▶ REQUIRED WORK:
Look below for the line that contains "filename src/time/timeunit.rs", then copy it and each following line exactly, through and including the line that contains "original harness configurations.".

▶ TASK INPUTS:
--- START ---

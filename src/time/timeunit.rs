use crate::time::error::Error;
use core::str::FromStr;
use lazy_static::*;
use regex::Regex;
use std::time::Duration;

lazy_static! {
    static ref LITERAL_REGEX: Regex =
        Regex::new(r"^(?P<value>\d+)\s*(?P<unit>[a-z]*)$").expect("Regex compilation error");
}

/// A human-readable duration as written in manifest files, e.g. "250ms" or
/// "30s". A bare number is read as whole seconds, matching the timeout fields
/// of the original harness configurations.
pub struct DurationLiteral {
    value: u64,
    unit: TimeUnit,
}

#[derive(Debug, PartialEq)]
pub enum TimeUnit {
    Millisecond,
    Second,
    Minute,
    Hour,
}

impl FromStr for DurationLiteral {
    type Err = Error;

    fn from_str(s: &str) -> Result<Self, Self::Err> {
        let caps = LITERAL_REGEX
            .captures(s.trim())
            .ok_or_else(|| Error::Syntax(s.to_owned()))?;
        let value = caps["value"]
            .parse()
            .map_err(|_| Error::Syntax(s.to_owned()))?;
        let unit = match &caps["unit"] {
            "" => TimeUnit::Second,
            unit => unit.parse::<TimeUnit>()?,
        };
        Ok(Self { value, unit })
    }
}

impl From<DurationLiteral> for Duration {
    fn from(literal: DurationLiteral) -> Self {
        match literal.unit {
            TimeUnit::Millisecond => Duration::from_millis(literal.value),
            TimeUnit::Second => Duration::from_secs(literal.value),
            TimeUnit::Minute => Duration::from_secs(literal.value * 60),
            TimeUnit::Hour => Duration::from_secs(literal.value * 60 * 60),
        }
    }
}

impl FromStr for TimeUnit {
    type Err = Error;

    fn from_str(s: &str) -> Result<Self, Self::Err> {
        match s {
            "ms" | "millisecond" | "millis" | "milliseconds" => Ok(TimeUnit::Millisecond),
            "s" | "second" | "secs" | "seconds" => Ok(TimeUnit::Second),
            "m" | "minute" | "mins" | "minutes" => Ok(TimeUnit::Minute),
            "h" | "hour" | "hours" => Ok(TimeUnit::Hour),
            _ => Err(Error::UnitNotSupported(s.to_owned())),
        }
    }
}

--- END ---
--- START ---

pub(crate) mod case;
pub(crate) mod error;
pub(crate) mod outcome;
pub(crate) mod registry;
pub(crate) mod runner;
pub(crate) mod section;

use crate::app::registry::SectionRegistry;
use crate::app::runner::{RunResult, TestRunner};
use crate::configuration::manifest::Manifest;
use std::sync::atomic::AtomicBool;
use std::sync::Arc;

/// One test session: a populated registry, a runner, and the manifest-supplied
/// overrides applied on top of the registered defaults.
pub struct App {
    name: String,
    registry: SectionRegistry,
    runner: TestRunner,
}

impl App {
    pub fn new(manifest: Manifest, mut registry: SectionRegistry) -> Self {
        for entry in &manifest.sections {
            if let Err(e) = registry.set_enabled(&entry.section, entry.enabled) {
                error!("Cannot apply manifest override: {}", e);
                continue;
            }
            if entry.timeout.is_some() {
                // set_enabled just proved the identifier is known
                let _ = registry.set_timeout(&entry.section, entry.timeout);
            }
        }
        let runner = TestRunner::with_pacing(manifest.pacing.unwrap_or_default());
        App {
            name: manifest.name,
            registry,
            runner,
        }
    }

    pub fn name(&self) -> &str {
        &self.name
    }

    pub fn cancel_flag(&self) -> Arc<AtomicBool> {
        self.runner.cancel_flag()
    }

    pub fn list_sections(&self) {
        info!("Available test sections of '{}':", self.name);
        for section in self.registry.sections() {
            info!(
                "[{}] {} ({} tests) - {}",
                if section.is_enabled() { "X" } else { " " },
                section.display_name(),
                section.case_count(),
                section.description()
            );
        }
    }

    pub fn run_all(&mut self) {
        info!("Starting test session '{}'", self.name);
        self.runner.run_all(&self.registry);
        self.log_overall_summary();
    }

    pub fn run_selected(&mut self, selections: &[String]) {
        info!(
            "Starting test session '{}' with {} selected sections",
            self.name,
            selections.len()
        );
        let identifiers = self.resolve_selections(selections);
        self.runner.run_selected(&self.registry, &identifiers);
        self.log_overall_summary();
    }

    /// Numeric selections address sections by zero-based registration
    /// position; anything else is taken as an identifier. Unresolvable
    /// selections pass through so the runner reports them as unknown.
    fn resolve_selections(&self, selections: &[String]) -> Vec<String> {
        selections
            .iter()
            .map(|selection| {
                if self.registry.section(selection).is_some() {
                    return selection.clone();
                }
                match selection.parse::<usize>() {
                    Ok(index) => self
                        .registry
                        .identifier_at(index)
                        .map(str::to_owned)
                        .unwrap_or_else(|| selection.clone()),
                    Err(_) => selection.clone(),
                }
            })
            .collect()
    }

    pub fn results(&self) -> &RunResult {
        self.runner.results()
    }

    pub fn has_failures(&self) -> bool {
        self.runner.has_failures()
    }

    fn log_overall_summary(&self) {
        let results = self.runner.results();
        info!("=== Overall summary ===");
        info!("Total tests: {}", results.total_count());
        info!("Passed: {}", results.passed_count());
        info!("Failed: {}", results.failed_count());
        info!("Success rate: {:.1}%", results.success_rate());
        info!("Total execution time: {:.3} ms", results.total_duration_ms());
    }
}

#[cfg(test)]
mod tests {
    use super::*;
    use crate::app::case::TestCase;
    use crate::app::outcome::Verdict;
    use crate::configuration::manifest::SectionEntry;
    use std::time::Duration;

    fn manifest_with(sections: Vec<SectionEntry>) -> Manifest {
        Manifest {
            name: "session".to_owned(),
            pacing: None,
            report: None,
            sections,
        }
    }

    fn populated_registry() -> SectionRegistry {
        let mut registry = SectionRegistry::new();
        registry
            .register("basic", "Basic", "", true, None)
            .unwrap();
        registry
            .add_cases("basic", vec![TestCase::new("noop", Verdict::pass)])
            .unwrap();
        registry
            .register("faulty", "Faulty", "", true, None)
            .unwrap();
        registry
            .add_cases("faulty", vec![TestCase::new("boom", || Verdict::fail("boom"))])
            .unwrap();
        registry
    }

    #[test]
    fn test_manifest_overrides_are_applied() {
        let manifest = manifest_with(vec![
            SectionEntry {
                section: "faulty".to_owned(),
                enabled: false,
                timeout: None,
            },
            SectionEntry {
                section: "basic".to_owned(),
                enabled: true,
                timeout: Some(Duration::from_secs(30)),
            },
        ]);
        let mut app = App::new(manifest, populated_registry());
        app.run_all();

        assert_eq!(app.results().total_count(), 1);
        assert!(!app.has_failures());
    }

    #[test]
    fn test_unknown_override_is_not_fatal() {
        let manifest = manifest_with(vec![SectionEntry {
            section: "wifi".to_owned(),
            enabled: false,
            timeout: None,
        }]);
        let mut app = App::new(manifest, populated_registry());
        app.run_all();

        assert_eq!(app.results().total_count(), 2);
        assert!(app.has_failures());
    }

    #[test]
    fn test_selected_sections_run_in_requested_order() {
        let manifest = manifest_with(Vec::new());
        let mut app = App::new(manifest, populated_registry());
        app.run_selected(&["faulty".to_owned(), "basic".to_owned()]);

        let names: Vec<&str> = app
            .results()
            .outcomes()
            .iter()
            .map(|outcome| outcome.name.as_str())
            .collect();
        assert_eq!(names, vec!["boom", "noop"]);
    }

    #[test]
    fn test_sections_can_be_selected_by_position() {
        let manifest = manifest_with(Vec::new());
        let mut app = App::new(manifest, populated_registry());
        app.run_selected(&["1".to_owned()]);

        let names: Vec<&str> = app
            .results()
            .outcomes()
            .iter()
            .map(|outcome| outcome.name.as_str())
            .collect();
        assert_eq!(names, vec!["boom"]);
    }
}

--- END ---

▶ RESPONSE AREA:
filename src/time/timeunit.rs
use crate::time::error::Error;
use core::str::FromStr;
use lazy_static::*;
use regex::Regex;
use std::time::Duration;

lazy_static! {
    static ref LITERAL_REGEX: Regex =
        Regex::new(r"^(?P<value>\d+)\s*(?P<unit>[a-z]*)$").expect("Regex compilation error");
}

/// A human-readable duration as written in manifest files, e.g. "250ms" or
/// "30s". A bare number is read as whole seconds, matching the timeout fields
/// of the original harness configurations.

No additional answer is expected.